Nous sommes dans un riche appartement de l’hôtel de M. Lebreton, à Paris. Le calme qui règne partout n’annonce pas qu’une opulente et belle héritière, la fille de la maison, vient de quitter l’église voisine, où elle a prononcé la syllabe nuptiale de la fidélité. L’anneau d’or, cet emblème du lien indissoluble, est au doigt de la jeune épouse ; la fleur virginale s’épanouit sur son front ; le voile de dentelle blanche accompagne une robe de même nuance, et laisse voir, entre deux arabesques de broderies, un visage divin, où la joie d’une fête ressemble beaucoup trop à la résignation.

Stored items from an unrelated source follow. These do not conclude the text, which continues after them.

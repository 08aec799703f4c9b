use std::sync::Mutex;
use std::time::{Duration, Instant};

/// Circuit state for a guarded dependency (an upstream source or the sink).
#[derive(Debug, Clone, Copy, PartialEq, Eq)]
pub enum CircuitState {
    Closed,
    Open,
    HalfOpen,
}

#[derive(Debug, Clone, Copy, PartialEq, Eq)]
pub struct CircuitBreakerConfig {
    pub failure_threshold: u32,
    /// How long an open circuit rejects calls before letting one probe through.
    /// `None` keeps it open until [`CircuitBreaker::record_success`].
    pub open_timeout: Option<Duration>,
}

impl Default for CircuitBreakerConfig {
    fn default() -> Self {
        Self {
            failure_threshold: 3,
            open_timeout: Some(Duration::from_secs(30)),
        }
    }
}

#[derive(Debug)]
struct CircuitInner {
    state: CircuitState,
    consecutive_failures: u32,
    opened_at: Option<Instant>,
}

/// Counts consecutive failures of one dependency and trips once the
/// threshold is reached.
#[derive(Debug)]
pub struct CircuitBreaker {
    name: String,
    config: CircuitBreakerConfig,
    inner: Mutex<CircuitInner>,
}

impl CircuitBreaker {
    pub fn new(name: impl Into<String>, config: CircuitBreakerConfig) -> Self {
        Self {
            name: name.into(),
            config,
            inner: Mutex::new(CircuitInner {
                state: CircuitState::Closed,
                consecutive_failures: 0,
                opened_at: None,
            }),
        }
    }

    pub fn allow_request(&self) -> bool {
        let mut inner = self
            .inner
            .lock()
            .expect("circuit breaker lock is not poisoned");
        match inner.state {
            CircuitState::Closed | CircuitState::HalfOpen => true,
            CircuitState::Open => {
                let can_probe = match (inner.opened_at, self.config.open_timeout) {
                    (Some(opened_at), Some(timeout)) => opened_at.elapsed() >= timeout,
                    _ => false,
                };

                if can_probe {
                    inner.state = CircuitState::HalfOpen;
                    inner.opened_at = None;
                    tracing::info!(circuit = %self.name, "circuit half-open, probing");
                }
                can_probe
            }
        }
    }

    pub fn record_success(&self) {
        let mut inner = self
            .inner
            .lock()
            .expect("circuit breaker lock is not poisoned");
        if inner.state != CircuitState::Closed {
            tracing::info!(circuit = %self.name, "circuit closed");
        }
        inner.state = CircuitState::Closed;
        inner.consecutive_failures = 0;
        inner.opened_at = None;
    }

    pub fn record_failure(&self) {
        let mut inner = self
            .inner
            .lock()
            .expect("circuit breaker lock is not poisoned");
        inner.consecutive_failures = inner.consecutive_failures.saturating_add(1);

        let trips = inner.state == CircuitState::HalfOpen
            || inner.consecutive_failures >= self.config.failure_threshold;
        if trips && inner.state != CircuitState::Open {
            inner.state = CircuitState::Open;
            inner.opened_at = Some(Instant::now());
            tracing::warn!(
                circuit = %self.name,
                consecutive_failures = inner.consecutive_failures,
                "circuit opened"
            );
        }
    }

    pub fn state(&self) -> CircuitState {
        self.inner
            .lock()
            .expect("circuit breaker lock is not poisoned")
            .state
    }

    pub fn is_open(&self) -> bool {
        self.state() == CircuitState::Open
    }

    pub fn consecutive_failures(&self) -> u32 {
        self.inner
            .lock()
            .expect("circuit breaker lock is not poisoned")
            .consecutive_failures
    }
}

Il était convenu qu’Octave, l’heureux mari, n’arriverait de la campagne que la veille du mariage pour la signature du contrat, et qu’aucun éclat ne serait donné à cette union. Quelques parents, le colonel de Gérenty et sa belle-sœur, deux amis intimes devaient suffire à une fête de famille ; et trois jours après le mariage, les mariés, accompagnés de M. Lebreton, d’Agnès et de Rose, devaient partir pour l’Italie et faire un voyage d’un an.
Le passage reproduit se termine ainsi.